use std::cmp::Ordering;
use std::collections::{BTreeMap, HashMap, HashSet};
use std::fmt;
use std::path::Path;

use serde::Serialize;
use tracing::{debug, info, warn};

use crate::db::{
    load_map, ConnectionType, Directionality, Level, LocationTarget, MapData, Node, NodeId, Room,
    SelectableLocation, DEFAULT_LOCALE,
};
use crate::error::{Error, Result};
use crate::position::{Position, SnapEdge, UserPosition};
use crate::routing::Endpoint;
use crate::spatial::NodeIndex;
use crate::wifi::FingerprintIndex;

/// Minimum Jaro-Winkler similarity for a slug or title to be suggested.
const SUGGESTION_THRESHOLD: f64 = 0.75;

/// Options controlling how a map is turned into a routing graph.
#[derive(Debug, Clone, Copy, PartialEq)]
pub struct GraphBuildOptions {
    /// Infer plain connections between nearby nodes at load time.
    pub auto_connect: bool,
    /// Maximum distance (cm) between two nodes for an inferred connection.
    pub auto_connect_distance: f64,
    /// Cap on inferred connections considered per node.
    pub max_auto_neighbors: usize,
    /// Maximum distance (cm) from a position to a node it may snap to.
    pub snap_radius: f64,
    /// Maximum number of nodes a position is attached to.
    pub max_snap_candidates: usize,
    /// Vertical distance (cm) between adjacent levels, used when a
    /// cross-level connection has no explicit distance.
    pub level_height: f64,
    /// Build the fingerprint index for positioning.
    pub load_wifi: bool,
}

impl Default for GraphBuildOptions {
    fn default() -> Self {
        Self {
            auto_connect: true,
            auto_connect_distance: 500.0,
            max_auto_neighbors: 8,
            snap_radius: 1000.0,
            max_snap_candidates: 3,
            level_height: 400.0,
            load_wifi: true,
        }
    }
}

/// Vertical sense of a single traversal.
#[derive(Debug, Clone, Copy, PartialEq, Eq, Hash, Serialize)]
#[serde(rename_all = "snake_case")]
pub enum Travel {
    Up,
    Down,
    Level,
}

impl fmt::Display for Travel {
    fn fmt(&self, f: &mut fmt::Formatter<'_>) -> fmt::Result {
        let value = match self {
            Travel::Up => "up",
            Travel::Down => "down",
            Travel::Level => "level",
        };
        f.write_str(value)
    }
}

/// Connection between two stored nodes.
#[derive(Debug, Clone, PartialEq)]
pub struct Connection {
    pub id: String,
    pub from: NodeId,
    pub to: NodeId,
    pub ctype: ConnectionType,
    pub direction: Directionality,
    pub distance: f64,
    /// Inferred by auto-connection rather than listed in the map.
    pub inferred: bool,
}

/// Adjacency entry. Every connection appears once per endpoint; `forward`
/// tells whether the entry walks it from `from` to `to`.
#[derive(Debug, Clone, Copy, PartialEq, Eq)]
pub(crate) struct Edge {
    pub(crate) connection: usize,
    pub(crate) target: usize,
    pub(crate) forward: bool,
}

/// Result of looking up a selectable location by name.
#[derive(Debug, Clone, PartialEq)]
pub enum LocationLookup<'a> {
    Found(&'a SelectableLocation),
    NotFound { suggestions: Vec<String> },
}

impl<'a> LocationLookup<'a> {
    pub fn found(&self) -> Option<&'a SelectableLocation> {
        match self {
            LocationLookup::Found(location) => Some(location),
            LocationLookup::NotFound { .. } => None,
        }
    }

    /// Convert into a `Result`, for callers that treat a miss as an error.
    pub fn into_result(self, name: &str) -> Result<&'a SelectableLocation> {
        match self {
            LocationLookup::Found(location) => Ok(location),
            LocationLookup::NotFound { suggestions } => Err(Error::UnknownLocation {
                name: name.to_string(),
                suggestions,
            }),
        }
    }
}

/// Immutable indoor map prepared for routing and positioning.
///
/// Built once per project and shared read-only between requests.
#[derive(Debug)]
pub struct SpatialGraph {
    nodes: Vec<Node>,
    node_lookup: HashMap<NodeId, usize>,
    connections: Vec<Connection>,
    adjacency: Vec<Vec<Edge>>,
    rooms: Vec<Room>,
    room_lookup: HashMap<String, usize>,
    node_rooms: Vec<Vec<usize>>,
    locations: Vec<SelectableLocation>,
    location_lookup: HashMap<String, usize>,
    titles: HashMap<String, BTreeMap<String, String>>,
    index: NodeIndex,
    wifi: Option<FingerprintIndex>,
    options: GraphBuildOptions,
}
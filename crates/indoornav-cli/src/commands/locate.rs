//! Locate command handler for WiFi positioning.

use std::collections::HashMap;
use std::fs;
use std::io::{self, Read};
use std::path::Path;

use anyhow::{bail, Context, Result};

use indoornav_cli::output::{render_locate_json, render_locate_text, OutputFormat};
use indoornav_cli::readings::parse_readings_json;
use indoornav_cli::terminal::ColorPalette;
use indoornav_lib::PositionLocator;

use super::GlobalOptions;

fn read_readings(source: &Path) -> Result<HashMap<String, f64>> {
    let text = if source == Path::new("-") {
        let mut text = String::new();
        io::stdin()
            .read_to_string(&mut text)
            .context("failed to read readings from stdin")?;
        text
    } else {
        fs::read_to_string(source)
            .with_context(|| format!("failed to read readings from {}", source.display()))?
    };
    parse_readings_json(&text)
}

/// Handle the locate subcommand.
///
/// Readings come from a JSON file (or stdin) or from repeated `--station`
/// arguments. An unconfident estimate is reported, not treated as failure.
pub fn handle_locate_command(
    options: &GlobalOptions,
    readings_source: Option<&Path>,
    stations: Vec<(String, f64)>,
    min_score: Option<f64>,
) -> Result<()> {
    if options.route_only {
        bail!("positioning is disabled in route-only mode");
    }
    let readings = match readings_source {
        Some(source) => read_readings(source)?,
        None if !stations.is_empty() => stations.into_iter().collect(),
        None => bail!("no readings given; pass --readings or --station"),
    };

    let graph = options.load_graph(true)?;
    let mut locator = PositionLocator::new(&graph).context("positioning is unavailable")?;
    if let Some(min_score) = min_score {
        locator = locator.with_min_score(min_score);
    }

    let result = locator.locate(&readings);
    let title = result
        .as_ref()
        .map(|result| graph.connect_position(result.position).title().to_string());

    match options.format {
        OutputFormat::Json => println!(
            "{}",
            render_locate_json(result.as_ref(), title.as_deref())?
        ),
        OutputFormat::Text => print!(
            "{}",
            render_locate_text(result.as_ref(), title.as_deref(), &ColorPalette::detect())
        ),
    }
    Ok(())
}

++++++++++

> _TO DO_
The reply should hold only the lines from the first line of the listing above through the line with "no explicit distance.", each copied exactly.

> _EXPECTED ANSWER_
use std::cmp::Ordering;
use std::collections::{BTreeMap, HashMap, HashSet};
use std::fmt;
use std::path::Path;

use serde::Serialize;
use tracing::{debug, info, warn};

use crate::db::{
    load_map, ConnectionType, Directionality, Level, LocationTarget, MapData, Node, NodeId, Room,
    SelectableLocation, DEFAULT_LOCALE,
};
use crate::error::{Error, Result};
use crate::position::{Position, SnapEdge, UserPosition};
use crate::routing::Endpoint;
use crate::spatial::NodeIndex;
use crate::wifi::FingerprintIndex;

/// Minimum Jaro-Winkler similarity for a slug or title to be suggested.
const SUGGESTION_THRESHOLD: f64 = 0.75;

/// Options controlling how a map is turned into a routing graph.
#[derive(Debug, Clone, Copy, PartialEq)]
pub struct GraphBuildOptions {
    /// Infer plain connections between nearby nodes at load time.
    pub auto_connect: bool,
    /// Maximum distance (cm) between two nodes for an inferred connection.
    pub auto_connect_distance: f64,
    /// Cap on inferred connections considered per node.
    pub max_auto_neighbors: usize,
    /// Maximum distance (cm) from a position to a node it may snap to.
    pub snap_radius: f64,
    /// Maximum number of nodes a position is attached to.
    pub max_snap_candidates: usize,
    /// Vertical distance (cm) between adjacent levels, used when a
    /// cross-level connection has no explicit distance.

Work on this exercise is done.